Court of Appeals of Wisconsin
Sep 18, 2007
740 N.W.2d 901 (Wis. Ct. App. 2007)

Opinion

No. 2007AP595-FT.

September 18, 2007.

APPEAL from a judgment of the circuit court for Brown County: MICHAEL T. JUDGE, Judge. Affirmed.

Before Hoover, P.J., Peterson and Brunner, JJ.


¶ 1 Donald Chartier (Donald) appeals a summary judgment granted in favor of Neil McKloskey and Westport Insurance Corp. (collectively, McKloskey). Donald contends the circuit court erred when concluding he lacked standing to bring an action against McKloskey. We affirm the judgment.

This appeal has been expedited pursuant to WIS. STAT. RULE 809.17. All references to the Wisconsin Statutes are to the 2005-06 version unless otherwise noted.

¶ 2 Donald and his ex-wife, Tamra Chartier (Tamra), each own fifty percent of the shares of TJC, Inc. (TJC). Attorney Neil McKloskey was hired to collect a debt owed to TJC. After filing a lawsuit on TJC's behalf, McKloskey obtained a judgment for TJC in the amount of $283,426.78.

¶ 3 McKloskey successfully collected the judgment, and Tamra, who is the president of TJC, directed how the funds should be disbursed. After payments were made to various individuals and entities, some of whom appear to be creditors, Tamra instructed McKloskey to pay the remaining funds to herself. Nothing was paid into a corporate bank account or to Donald.

¶ 4 Donald then commenced this action against McKloskey, asserting legal malpractice and breach of contract.
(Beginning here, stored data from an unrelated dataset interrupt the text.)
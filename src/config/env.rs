//! Environment-variable overrides.
//!
//! `SHELLIDE_*` variables override whatever the config file resolved to.

use crate::error::ConfigError;

use super::Config;

pub(super) const ENV_BASE_URL: &str = "SHELLIDE_BASE_URL";
pub(super) const ENV_AUTH_TOKEN: &str = "SHELLIDE_AUTH_TOKEN";
pub(super) const ENV_PROJECT_ID: &str = "SHELLIDE_PROJECT_ID";
pub(super) const ENV_TIMEOUT_SECS: &str = "SHELLIDE_TIMEOUT_SECS";

pub(super) fn apply_runtime_env_overrides<FEnv>(
    config: &mut Config,
    env_lookup: &FEnv,
) -> Result<(), ConfigError>
where
    FEnv: Fn(&str) -> Option<String>,
{
    if let Some(url) = non_empty_env(env_lookup, ENV_BASE_URL) {
        config.backend.base_url = url;
    }
    if let Some(token) = non_empty_env(env_lookup, ENV_AUTH_TOKEN) {
        config.backend.auth_token = token;
    }
    if let Some(id) = non_empty_env(env_lookup, ENV_PROJECT_ID) {
        config.project.id = Some(id);
    }
    if let Some(timeout) = non_empty_env(env_lookup, ENV_TIMEOUT_SECS) {
        // Clamp to at least 1 second so a zero never disables the timeout.
        let parsed = timeout.parse::<u64>().map_err(|_| {
            ConfigError::Invalid(format!(
                "invalid {ENV_TIMEOUT_SECS} value `{timeout}`: expected positive integer seconds"
            ))
        })?;
        config.backend.timeout_secs = parsed.max(1);
    }
    Ok(())
}

/// Trimmed env value, treating blank as unset.
pub(super) fn non_empty_env<FEnv>(env_lookup: &FEnv, name: &str) -> Option<String>
where
    FEnv: Fn(&str) -> Option<String>,
{
    env_lookup(name)
        .map(|value| value.trim().to_string())
        .filter(|value| !value.is_empty())
}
McKloskey filed a motion for summary judgment, which the circuit court granted, concluding that Donald, as a shareholder, did not have standing to assert a malpractice claim against McKloskey.
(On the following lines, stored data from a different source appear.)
//! Line-editing terminal pane.
//!
//! Key translation, the line buffer and its history, Tab completion and
//! result rendering live here. The session is display-agnostic: the console
//! surface drives a real tty, the memory surface backs tests and embedders.

pub mod builtins;
pub mod completion;
pub mod console;
pub mod display;
pub mod history;
pub mod keys;
mod render;
pub mod session;
pub mod settings;

pub use console::ConsoleSurface;
pub use display::{DisplaySurface, MemorySurface, ScreenLine, Tone};
pub use history::CommandHistory;
pub use keys::{translate_event, InputEvent, TerminalKey};
pub use render::{prompt_text, status_line};
pub use session::{
    Completion, Dispatch, PendingExecution, SessionOptions, SessionState, TerminalSession,
};
//! Named key events understood by the session, decoded from crossterm.

use crate::terminal::settings::QUICK_COMMAND_SLOTS;
use crossterm::event::{Event, KeyCode, KeyEvent, KeyEventKind, KeyModifiers};

/// One input the session's interpreter reacts to.
#[derive(Debug, Clone, PartialEq, Eq)]
pub enum TerminalKey {
    Char(char),
    Backspace,
    Enter,
    /// Ctrl+C.
    Interrupt,
    /// Ctrl+L.
    ClearScreen,
    HistoryUp,
    HistoryDown,
    /// Tab.
    Complete,
    /// A pasted block, delivered as one unit.
    Paste(String),
    /// Ctrl+D.
    EndOfInput,
}

/// Host-level classification of a raw terminal event.
#[derive(Debug, Clone, PartialEq, Eq)]
pub enum InputEvent {
    Key(TerminalKey),
    /// Zero-based quick-command slot (F1 is slot 0).
    QuickCommand(usize),
    Resize,
    Ignored,
}

/// Map a crossterm event onto the session's key vocabulary.
pub fn translate_event(event: &Event) -> InputEvent {
    match event {
        Event::Key(key) => translate_key(key),
        Event::Paste(text) => InputEvent::Key(TerminalKey::Paste(text.clone())),
        Event::Resize(_, _) => InputEvent::Resize,
        _ => InputEvent::Ignored,
    }
}

fn translate_key(key: &KeyEvent) -> InputEvent {
    if key.kind != KeyEventKind::Press && key.kind != KeyEventKind::Repeat {
        return InputEvent::Ignored;
    }
    let control = key.modifiers.contains(KeyModifiers::CONTROL);
    let alt = key.modifiers.contains(KeyModifiers::ALT);

    let mapped = match key.code {
        KeyCode::Enter => TerminalKey::Enter,
        KeyCode::Backspace => TerminalKey::Backspace,
        KeyCode::Up => TerminalKey::HistoryUp,
        KeyCode::Down => TerminalKey::HistoryDown,
        KeyCode::Tab => TerminalKey::Complete,
        KeyCode::Char('c') if control => TerminalKey::Interrupt,
        KeyCode::Char('l') if control => TerminalKey::ClearScreen,
        KeyCode::Char('d') if control => TerminalKey::EndOfInput,
        KeyCode::Char(_) if control || alt => return InputEvent::Ignored,
        KeyCode::Char(ch) => TerminalKey::Char(ch),
        KeyCode::F(n) if (1..=QUICK_COMMAND_SLOTS).contains(&usize::from(n)) => {
            return InputEvent::QuickCommand(usize::from(n) - 1);
        }
        // The line has no mid-line cursor; Left/Right/Home/End are swallowed.
        _ => return InputEvent::Ignored,
    };
    InputEvent::Key(mapped)
}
¶ 5 Summary judgment is appropriate where there is no genuine issue of material fact and the moving party is entitled to judgment as a matter of law. WIS. STAT. § 802.08. We review grants of summary judgment de novo, applying the same methodology as the circuit court. Park Bancorporation , Inc. v. Sletteland , 182 Wis. 2d 131, 140, 513 N.W.2d 609 (Ct.App. 1994).

¶ 6 The parties generally agree on the applicable law. They cite United States v. Stonehill , 83 F.3d 1156 (9th Cir. 1996), and Federal Deposit Ins. Corp. v. Shrader York , 777 F. Supp. 533 (S.D. Texas 1991), for the general rule that a corporate shareholder may not individually sue a third party for injuries sustained by the corporation and is instead limited to asserting a derivative claim against the officers or directors of the corporation. Donald relies on an exception to this general rule, which is when a shareholder has suffered an injury separate and distinct from that suffered by other shareholders or the corporation as an entity. See Gaff v. FDIC , 814 F.2d 311 (6th Cir. 1987).
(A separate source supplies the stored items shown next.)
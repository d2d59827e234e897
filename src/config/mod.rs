//! Configuration loading from TOML files and environment variables.
//!
//! Config is loaded in this order of precedence (highest wins):
//! 1. Environment variables (`SHELLIDE_BASE_URL`, `SHELLIDE_AUTH_TOKEN`,
//!    `SHELLIDE_PROJECT_ID`, `SHELLIDE_TIMEOUT_SECS`)
//! 2. TOML file specified via --config CLI flag
//! 3. ./shellide.toml in the current directory
//! 4. $XDG_CONFIG_HOME/shellide/shellide.toml (or ~/.config/shellide/shellide.toml)
//! 5. Built-in defaults
//!
//! CLI flags are applied on top by the binary.

use crate::error::ConfigError;
use crate::project::ProjectRef;
use std::path::{Path, PathBuf};

mod defaults;
mod env;
mod sources;
mod types;

use defaults::DEFAULT_SHELLIDE_CONFIG_TEMPLATE;
use env::apply_runtime_env_overrides;
pub use sources::config_root_dir;
use sources::{read_config_text_with_sources, ConfigSource};
pub use types::{
    BackendConfig, Config, DisplayConfig, LoggingConfig, ProjectConfig, TerminalConfig,
};

/// Load configuration from disk and environment.
///
/// `path_override` is an explicit config file path (from --config flag).
pub fn load_config(path_override: Option<&str>) -> Result<Config, ConfigError> {
    load_config_from_sources(
        path_override,
        |path| std::fs::read_to_string(path),
        |name| std::env::var(name).ok(),
        config_root_dir,
    )
}

/// The annotated default config file.
pub fn default_config_template() -> &'static str {
    DEFAULT_SHELLIDE_CONFIG_TEMPLATE
}

fn load_config_from_sources<FRead, FEnv, FRoot>(
    path_override: Option<&str>,
    read_file: FRead,
    env_lookup: FEnv,
    config_root: FRoot,
) -> Result<Config, ConfigError>
where
    FRead: Fn(&Path) -> Result<String, std::io::Error>,
    FEnv: Fn(&str) -> Option<String>,
    FRoot: Fn() -> Option<PathBuf>,
{
    let (config_text, source) =
        read_config_text_with_sources(path_override, &read_file, &config_root)?;
    match &source {
        ConfigSource::Explicit(path) | ConfigSource::Global(path) => {
            tracing::debug!(path = %path.display(), "loaded config file")
        }
        ConfigSource::Local => tracing::debug!("loaded ./shellide.toml"),
        ConfigSource::BuiltInDefaults => tracing::debug!("no config file found; using defaults"),
    }

    let parsed: Config = toml::from_str(&config_text)?;
    let mut config = resolve_config(parsed, &env_lookup)?;
    apply_runtime_env_overrides(&mut config, &env_lookup)?;
    Ok(config)
}

/// Validate a parsed file and resolve indirect values.
fn resolve_config<FEnv>(mut config: Config, env_lookup: &FEnv) -> Result<Config, ConfigError>
where
    FEnv: Fn(&str) -> Option<String>,
{
    config.backend.auth_token = resolve_auth_token(&config.backend, env_lookup)?;
    config.backend.base_url = normalized_string(&config.backend.base_url)
        .unwrap_or_else(|| defaults::DEFAULT_BASE_URL.to_string());
    config.backend.timeout_secs = config.backend.timeout_secs.max(1);

    if config.terminal.history_limit == 0 {
        return Err(ConfigError::Invalid(
            "terminal.history_limit must be at least 1".to_string(),
        ));
    }
    if normalized_string(&config.terminal.prompt_symbol).is_none() {
        config.terminal.prompt_symbol = defaults::DEFAULT_PROMPT_SYMBOL.to_string();
    }
    config.terminal.completions.retain(|c| !c.trim().is_empty());

    config.project.id = normalized_option(&config.project.id);
    config.project.name = normalized_option(&config.project.name);
    config.project.directory = normalized_option(&config.project.directory);
    config.terminal.working_directory = normalized_option(&config.terminal.working_directory);
    Ok(config)
}

fn resolve_auth_token<FEnv>(backend: &BackendConfig, env_lookup: &FEnv) -> Result<String, ConfigError>
where
    FEnv: Fn(&str) -> Option<String>,
{
    let literal = normalized_string(&backend.auth_token);
    let env_name = normalized_option(&backend.auth_token_env);
    match (literal, env_name) {
        (Some(_), Some(_)) => Err(ConfigError::Invalid(
            "only one of backend.auth_token and backend.auth_token_env may be set".to_string(),
        )),
        (Some(token), None) => Ok(token),
        (None, Some(name)) => Ok(env::non_empty_env(env_lookup, &name).unwrap_or_default()),
        (None, None) => Ok(String::new()),
    }
}

impl Config {
    /// Project the pane starts attached to, if an id is configured.
    pub fn project_ref(&self) -> Option<ProjectRef> {
        let id = self.project.id.clone()?;
        Some(ProjectRef {
            name: self.project.name.clone().unwrap_or_else(|| id.clone()),
            id,
            directory: self.project.directory.clone(),
        })
    }
}

fn normalized_option(value: &Option<String>) -> Option<String> {
    value.as_deref().and_then(normalized_string)
}

fn normalized_string(value: &str) -> Option<String> {
    let trimmed = value.trim();
    (!trimmed.is_empty()).then(|| trimmed.to_string())
}

#[cfg(test)]
mod tests {
    use super::*;
    use crate::testsupport::TestTempDir;
    use std::collections::HashMap;

    fn parse_file_config_for_test(toml: &str) -> Result<Config, ConfigError> {
        parse_with_env(toml, &[])
    }

    fn parse_with_env(toml: &str, vars: &[(&str, &str)]) -> Result<Config, ConfigError> {
        let env: HashMap<String, String> = vars
            .iter()
            .map(|(k, v)| (k.to_string(), v.to_string()))
            .collect();
        let text = toml.to_string();
        load_config_from_sources(
            Some("/virtual/shellide.toml"),
            move |_| Ok(text.clone()),
            move |name| env.get(name).cloned(),
            || None,
        )
    }

    #[test]
    fn defaults_are_sensible() {
        let c = Config::default();
        assert_eq!(c.backend.base_url, "http://localhost:8000");
        assert_eq!(c.backend.timeout_secs, 310);
        assert_eq!(c.terminal.prompt_symbol, "$");
        assert_eq!(c.terminal.history_limit, 100);
        assert!(c.terminal.banner);
        assert_eq!(
            c.terminal.quick_commands,
            vec!["ls -la", "pwd", "git status", "npm install"]
        );
        assert!(c.display.color);
        assert_eq!(c.logging.filter, None);
        assert_eq!(c.project_ref(), None);
    }

    #[test]
    fn shipped_template_parses_to_defaults() {
        let c = parse_file_config_for_test(default_config_template()).unwrap();
        assert_eq!(c, Config::default());
    }

    #[test]
    fn parse_partial_toml() {
        let toml = r#"
            [backend]
            base_url = "https://ide.example.com/"
            timeout_secs = 45

            [project]
            id = "42"
            directory = "/projects/demo"

            [terminal]
            history_limit = 10
            quick_commands = ["make"]
        "#;
        let c = parse_file_config_for_test(toml).unwrap();
        assert_eq!(c.backend.base_url, "https://ide.example.com/");
        assert_eq!(c.backend.timeout_secs, 45);
        assert_eq!(c.terminal.history_limit, 10);
        assert_eq!(c.terminal.quick_commands, vec!["make"]);
        assert!(c.terminal.banner);

        let project = c.project_ref().expect("project");
        assert_eq!(project.id, "42");
        assert_eq!(project.name, "42");
        assert_eq!(project.directory.as_deref(), Some("/projects/demo"));
    }

    #[test]
    fn zero_history_limit_is_invalid() {
        let err = parse_file_config_for_test("[terminal]\nhistory_limit = 0\n").unwrap_err();
        assert!(matches!(err, ConfigError::Invalid(_)));
        assert!(err.to_string().contains("history_limit"));
    }

    #[test]
    fn zero_timeout_in_file_is_clamped() {
        let c = parse_file_config_for_test("[backend]\ntimeout_secs = 0\n").unwrap();
        assert_eq!(c.backend.timeout_secs, 1);
    }

    #[test]
    fn malformed_toml_is_reported() {
        let err = parse_file_config_for_test("[backend\nbase_url = 1").unwrap_err();
        assert!(matches!(err, ConfigError::Toml(_)));
    }

    #[test]
    fn auth_token_env_is_resolved() {
        let toml = "[backend]\nauth_token_env = \"IDE_TOKEN\"\n";
        let c = parse_with_env(toml, &[("IDE_TOKEN", " secret \n")]).unwrap();
        assert_eq!(c.backend.auth_token, "secret");

        let missing = parse_with_env(toml, &[]).unwrap();
        assert_eq!(missing.backend.auth_token, "");
    }

    #[test]
    fn auth_token_sources_are_exclusive() {
        let toml = "[backend]\nauth_token = \"a\"\nauth_token_env = \"IDE_TOKEN\"\n";
        let err = parse_file_config_for_test(toml).unwrap_err();
        assert!(err.to_string().contains("only one of"));
    }

    #[test]
    fn env_overrides_beat_file_values() {
        let toml = r#"
            [backend]
            base_url = "http://file:1"
            auth_token = "file-token"
            [project]
            id = "1"
        "#;
        let c = parse_with_env(
            toml,
            &[
                ("SHELLIDE_BASE_URL", "http://env:2"),
                ("SHELLIDE_AUTH_TOKEN", "env-token"),
                ("SHELLIDE_PROJECT_ID", "7"),
                ("SHELLIDE_TIMEOUT_SECS", "0"),
            ],
        )
        .unwrap();
        assert_eq!(c.backend.base_url, "http://env:2");
        assert_eq!(c.backend.auth_token, "env-token");
        assert_eq!(c.project.id.as_deref(), Some("7"));
        assert_eq!(c.backend.timeout_secs, 1);
    }

    #[test]
    fn invalid_timeout_env_is_rejected() {
        let err = parse_with_env("", &[("SHELLIDE_TIMEOUT_SECS", "soon")]).unwrap_err();
        assert!(err.to_string().contains("SHELLIDE_TIMEOUT_SECS"));
    }

    #[test]
    fn local_file_beats_global_file() {
        let global_root = PathBuf::from("/home/u/.config");
        let global_path = global_root.join("shellide").join("shellide.toml");
        let read = |path: &Path| {
            if path == Path::new("shellide.toml") {
                Ok("[display]\ncolor = false\n".to_string())
            } else if path == global_path {
                Ok("[terminal]\nbanner = false\n".to_string())
            } else {
                Err(std::io::Error::from(std::io::ErrorKind::NotFound))
            }
        };
        let c = load_config_from_sources(None, read, |_| None, || Some(global_root.clone())).unwrap();
        assert!(!c.display.color);
        assert!(c.terminal.banner);
    }

    #[test]
    fn global_file_used_when_no_local_file() {
        let fixture = TestTempDir::new("config");
        fixture.write_text("shellide/shellide.toml", "[terminal]\nbanner = false\n");
        let root = fixture.path().to_path_buf();
        let c = load_config_from_sources(
            None,
            |path| {
                if path == Path::new("shellide.toml") {
                    Err(std::io::Error::from(std::io::ErrorKind::NotFound))
                } else {
                    std::fs::read_to_string(path)
                }
            },
            |_| None,
            || Some(root.clone()),
        )
        .unwrap();
        assert!(!c.terminal.banner);
    }

    #[test]
    fn missing_explicit_file_is_an_error() {
        let err = load_config_from_sources(
            Some("/nope/shellide.toml"),
            |_| Err(std::io::Error::from(std::io::ErrorKind::NotFound)),
            |_| None,
            || None,
        )
        .unwrap_err();
        assert!(matches!(err, ConfigError::Io(_)));
    }

    #[test]
    fn no_files_yield_defaults() {
        let c = load_config_from_sources(
            None,
            |_| Err(std::io::Error::from(std::io::ErrorKind::NotFound)),
            |_| None,
            || None,
        )
        .unwrap();
        assert_eq!(c, Config::default());
    }

    #[test]
    fn named_project_keeps_its_name() {
        let c = parse_file_config_for_test("[project]\nid = \"3\"\nname = \" demo \"\n").unwrap();
        assert_eq!(c.project_ref().map(|p| p.name).as_deref(), Some("demo"));
    }
}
¶ 7 We agree with the circuit court's conclusion that, based on the allegations and averments in the record, the money collected by McKloskey belonged to TJC, not Donald personally, and Donald's interest in that money was derivative of his interest in TJC. Donald has not supported his contention that he suffered a separate and distinct injury from that of TJC or its other shareholders. Donald fails to distinguish between Tamra's status as president of TJC and as a shareholder. Assuming Donald's assertion that TJC never received the money is true, neither he nor Tamra received any benefit from the money in their capacity as shareholders. As such, his injury as a shareholder would not be separate or distinct from TJC's or its other shareholders'.

¶ 8 Thus, while the corporation may have a claim against Tamra and McKloskey, Donald's recourse is only against TJC's officers or directors — in this case, Tamra. See Stonehill , 83 F.3d 1156; Shrader York , 777 F. Supp. 533. Therefore, the circuit court was correct to conclude that Donald, as a shareholder, may not individually bring an action against McKloskey.

Donald also named TJC as a plaintiff in his lawsuit. However, the circuit court concluded that Donald was not authorized to bring suit on TJC's behalf. Donald does not challenge this conclusion on appeal.

¶ 9 In an alternative argument, Donald asserts that he may assert a malpractice claim as a third-party beneficiary of McKloskey's attorney-client relationship with TJC. We do not address this argument. Donald's brief does not cite any Wisconsin law on this issue, and he generally does not develop his argument. See M.C.I., Inc. v. Elbin , 146 Wis. 2d 239, 244-45, 430 N.W.2d 366 (Ct.App. 1988) (we need not consider undeveloped arguments). Further, in his reply brief, he seemingly abandons this argument, instead arguing that he was actually in a direct attorney-client relationship with McKloskey. See Northwest Wholesale Lumber, Inc. v. Anderson , 191 Wis. 2d 278, 294 n. 11, 528 N.W.2d 502 (Ct.App. 1995) (we do not address arguments raised for first time in a reply brief).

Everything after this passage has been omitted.